The Buffett Rule, named after billionaire investor Warren Buffett, would impose a minimum effective tax rate of 30% on those with adjusted gross incomes of $2 million less charitable deductions. Buffett has complained his secretary should not pay higher taxes than he does because he can take advantage of preferential tax treatment of capital gains.

The “Stop the Sequester Job Loss Through 2014 Act” (H.R. 2060), an updated version of a bill Van Hollen, from Maryland, introduced in February (H.R. 699), would phase in higher rates for taxpayers with AGIs of between $1 million and $ 2 million. Forcing higher tax rates on the wealthy could make muni bonds more attractive to them.

Overall, the bill would reduce the deficit by $181 billion, which would more than replace the cuts mandated for fiscal year 2014, with a mix of 54% revenue raisers and 46% spending cuts.

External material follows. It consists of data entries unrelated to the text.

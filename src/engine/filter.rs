use std::collections::BTreeMap;
use std::path::Path;

use crate::fs::entry::{EntryKind, FsEntry};
use crate::fs::gateway::{FileSystemGateway, OpResult};

/// One row of the extension filter panel.
#[derive(Debug, Clone, PartialEq, Eq)]
pub struct FilterEntry {
    pub extension: String,
    pub enabled: bool,
    pub count: usize,
}

impl FilterEntry {
    /// Label shown in the filter panel.
    pub fn label(&self) -> String {
        if self.extension.is_empty() {
            "(none)".to_string()
        } else {
            format!(".{}", self.extension)
        }
    }
}

/// Per-extension file counts for a subtree.
#[derive(Debug, Clone, Default, PartialEq, Eq)]
pub struct ExtensionTally {
    counts: BTreeMap<String, usize>,
}

impl ExtensionTally {
    pub fn new() -> Self {
        Self::default()
    }

    /// Full recursive count of files below `root`, ignore list applied.
    pub fn scan(gateway: &dyn FileSystemGateway, root: &Path) -> OpResult<Self> {
        let mut tally = Self::new();
        gateway.walk(root, &mut |e| tally.add(e))?;
        Ok(tally)
    }

    /// Files contributed by `entry`: itself, or everything below a directory.
    pub fn of_entry(gateway: &dyn FileSystemGateway, entry: &FsEntry) -> OpResult<Self> {
        if entry.is_dir() {
            Self::scan(gateway, &entry.path)
        } else {
            let mut tally = Self::new();
            tally.add(entry);
            Ok(tally)
        }
    }

    /// Count `entry` if it is a file; directories are ignored.
    pub fn add(&mut self, entry: &FsEntry) {
        if entry.kind == EntryKind::File {
            *self.counts.entry(entry.extension.clone()).or_insert(0) += 1;
        }
    }

    pub fn get(&self, ext: &str) -> usize {
        self.counts.get(ext).copied().unwrap_or(0)
    }

    /// Add another tally's counts into this one.
    pub fn merge(&mut self, other: &ExtensionTally) {
        for (ext, count) in other.iter() {
            *self.counts.entry(ext.to_string()).or_insert(0) += count;
        }
    }

    pub fn is_empty(&self) -> bool {
        self.counts.is_empty()
    }

    pub fn iter(&self) -> impl Iterator<Item = (&str, usize)> {
        self.counts.iter().map(|(k, v)| (k.as_str(), *v))
    }
}

/// Extension → {enabled, count} table, sorted by extension.
///
/// Built once from a full scan at root load and adjusted incrementally
/// afterwards. Rows whose count drops to zero are removed.
#[derive(Debug, Clone, Default)]
pub struct FilterRegistry {
    entries: Vec<FilterEntry>,
}

/// Strip a leading dot and lowercase, so `.TXT` and `txt` name the same row.
pub fn normalize_ext(ext: &str) -> String {
    ext.trim_start_matches('.').to_lowercase()
}

impl FilterRegistry {
    pub fn new() -> Self {
        Self::default()
    }

    /// Build from a scan tally; extensions listed in `disabled` start off.
    pub fn from_tally(tally: &ExtensionTally, disabled: &[String]) -> Self {
        let disabled: Vec<String> = disabled.iter().map(|e| normalize_ext(e)).collect();
        let entries = tally
            .iter()
            .filter(|(_, count)| *count > 0)
            .map(|(ext, count)| FilterEntry {
                extension: ext.to_string(),
                enabled: !disabled.iter().any(|d| d == ext),
                count,
            })
            .collect();
        Self { entries }
    }

    pub fn entries(&self) -> &[FilterEntry] {
        &self.entries
    }

    pub fn len(&self) -> usize {
        self.entries.len()
    }

    pub fn is_empty(&self) -> bool {
        self.entries.is_empty()
    }

    fn position(&self, ext: &str) -> Result<usize, usize> {
        self.entries
            .binary_search_by(|e| e.extension.as_str().cmp(ext))
    }

    pub fn get(&self, ext: &str) -> Option<&FilterEntry> {
        let ext = normalize_ext(ext);
        self.position(&ext).ok().map(|i| &self.entries[i])
    }

    #[cfg(test)]
    pub fn count(&self, ext: &str) -> usize {
        self.get(ext).map(|e| e.count).unwrap_or(0)
    }

    /// Unknown extensions count as enabled so brand-new files stay visible.
    pub fn is_enabled(&self, ext: &str) -> bool {
        self.get(ext).map(|e| e.enabled).unwrap_or(true)
    }

    /// Whether `entry` survives the active filter. Directories always do.
    pub fn admits(&self, entry: &FsEntry) -> bool {
        match entry.kind {
            EntryKind::Directory => true,
            EntryKind::File => self.is_enabled(&entry.extension),
        }
    }

    /// Returns true if the flag actually changed.
    pub fn set_enabled(&mut self, ext: &str, enabled: bool) -> bool {
        let ext = normalize_ext(ext);
        match self.position(&ext) {
            Ok(i) if self.entries[i].enabled != enabled => {
                self.entries[i].enabled = enabled;
                true
            }
            _ => false,
        }
    }

    /// Apply a count delta without rescanning.
    ///
    /// Zero-count rows are removed; a positive delta for an unseen extension
    /// inserts an enabled row at its sorted position.
    pub fn adjust_count(&mut self, ext: &str, delta: i64) {
        if delta == 0 {
            return;
        }
        let ext = normalize_ext(ext);
        match self.position(&ext) {
            Ok(i) => {
                let next = self.entries[i].count as i64 + delta;
                if next <= 0 {
                    self.entries.remove(i);
                } else {
                    self.entries[i].count = next as usize;
                }
            }
            Err(i) if delta > 0 => {
                self.entries.insert(
                    i,
                    FilterEntry {
                        extension: ext,
                        enabled: true,
                        count: delta as usize,
                    },
                );
            }
            Err(_) => {}
        }
    }
}

#[cfg(test)]
mod tests {
    use super::*;

    fn tally(files: &[&str]) -> ExtensionTally {
        let mut t = ExtensionTally::new();
        for f in files {
            t.add(&FsEntry::file(Path::new(f)));
        }
        t
    }

    #[test]
    fn from_tally_is_sorted_with_counts() {
        let reg = FilterRegistry::from_tally(&tally(&["/r/b.rs", "/r/a.txt", "/r/c.rs"]), &[]);
        let exts: Vec<&str> = reg.entries().iter().map(|e| e.extension.as_str()).collect();
        assert_eq!(exts, vec!["rs", "txt"]);
        assert_eq!(reg.count("rs"), 2);
        assert_eq!(reg.count(".TXT"), 1);
        assert!(reg.entries().iter().all(|e| e.enabled));
    }

    #[test]
    fn tally_ignores_directories() {
        let mut t = ExtensionTally::new();
        t.add(&FsEntry::dir(Path::new("/r/src")));
        assert!(t.is_empty());
    }

    #[test]
    fn disabled_extensions_start_off() {
        let reg = FilterRegistry::from_tally(&tally(&["/r/a.txt", "/r/b.md"]), &[".MD".into()]);
        assert!(!reg.is_enabled("md"));
        assert!(reg.is_enabled("txt"));
    }

    #[test]
    fn adjust_count_removes_zero_rows() {
        let mut reg = FilterRegistry::from_tally(&tally(&["/r/a.txt", "/r/b.md"]), &[]);
        reg.adjust_count("md", -1);
        assert!(reg.get("md").is_none());
        assert_eq!(reg.len(), 1);
    }

    #[test]
    fn adjust_count_inserts_new_extension_sorted() {
        let mut reg = FilterRegistry::from_tally(&tally(&["/r/a.txt", "/r/b.md"]), &[]);
        reg.adjust_count("py", 2);
        let exts: Vec<&str> = reg.entries().iter().map(|e| e.extension.as_str()).collect();
        assert_eq!(exts, vec!["md", "py", "txt"]);
        assert!(reg.is_enabled("py"));
        assert_eq!(reg.count("py"), 2);
    }

    #[test]
    fn negative_delta_for_unknown_is_noop() {
        let mut reg = FilterRegistry::new();
        reg.adjust_count("zip", -3);
        assert!(reg.is_empty());
    }

    #[test]
    fn admits_hides_only_disabled_files() {
        let mut reg = FilterRegistry::from_tally(&tally(&["/r/a.txt", "/r/b.md"]), &[]);
        assert!(reg.set_enabled("md", false));
        assert!(!reg.set_enabled("md", false));
        assert!(!reg.admits(&FsEntry::file(Path::new("/r/b.md"))));
        assert!(reg.admits(&FsEntry::file(Path::new("/r/a.txt"))));
        assert!(reg.admits(&FsEntry::file(Path::new("/r/new.xyz"))));
        assert!(reg.admits(&FsEntry::dir(Path::new("/r/docs.md"))));
    }

    #[test]
    fn merge_adds_counts() {
        let mut t = tally(&["/r/a.txt"]);
        t.merge(&tally(&["/r/x/c.txt", "/r/x/d.rs"]));
        assert_eq!(t.get("txt"), 2);
        assert_eq!(t.get("rs"), 1);
    }

    #[test]
    fn label_for_missing_extension() {
        let reg = FilterRegistry::from_tally(&tally(&["/r/Makefile"]), &[]);
        assert_eq!(reg.entries()[0].label(), "(none)");
    }
}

Besides implementing the Buffett Rule, it also would repeal subsidies for big oil and gas companies, refocus farm subsidies, and cap discretionary defense spending at the levels that President Obama required through 2021, rather than at the higher caps originally set by the Budget Control Act.

The bill also calls for a balanced solution to stop the full multi-year sequester.

“We’ve already started to see the consequences of these harmful cuts,” Van Hollen said of the spending cuts imposed by sequestration. “At a time when we should be doing everything we can to boost job growth, the Congressional Budget Office estimates the sequester will cost 750,000 jobs in this year alone.”

“Yet Washington Republicans refused to act,” he added in a release. “House Democrats will keep working to replace the sequester and fight for working families. It’s time for the GOP to join that effort instead of refusing to even negotiate.”

Will Allison, press secretary for Ryan and other Republicans on the House Budget Committee, said members are still reviewing the bill and currently have no comment on it.

The Congressional Budget Office has estimated that the sequester, which went into effect in March and mandated $85.4 billion for the rest of fiscal year 2013, will lower economic growth from 1.4% to 2.0% this year alone, a cut of nearly one-third.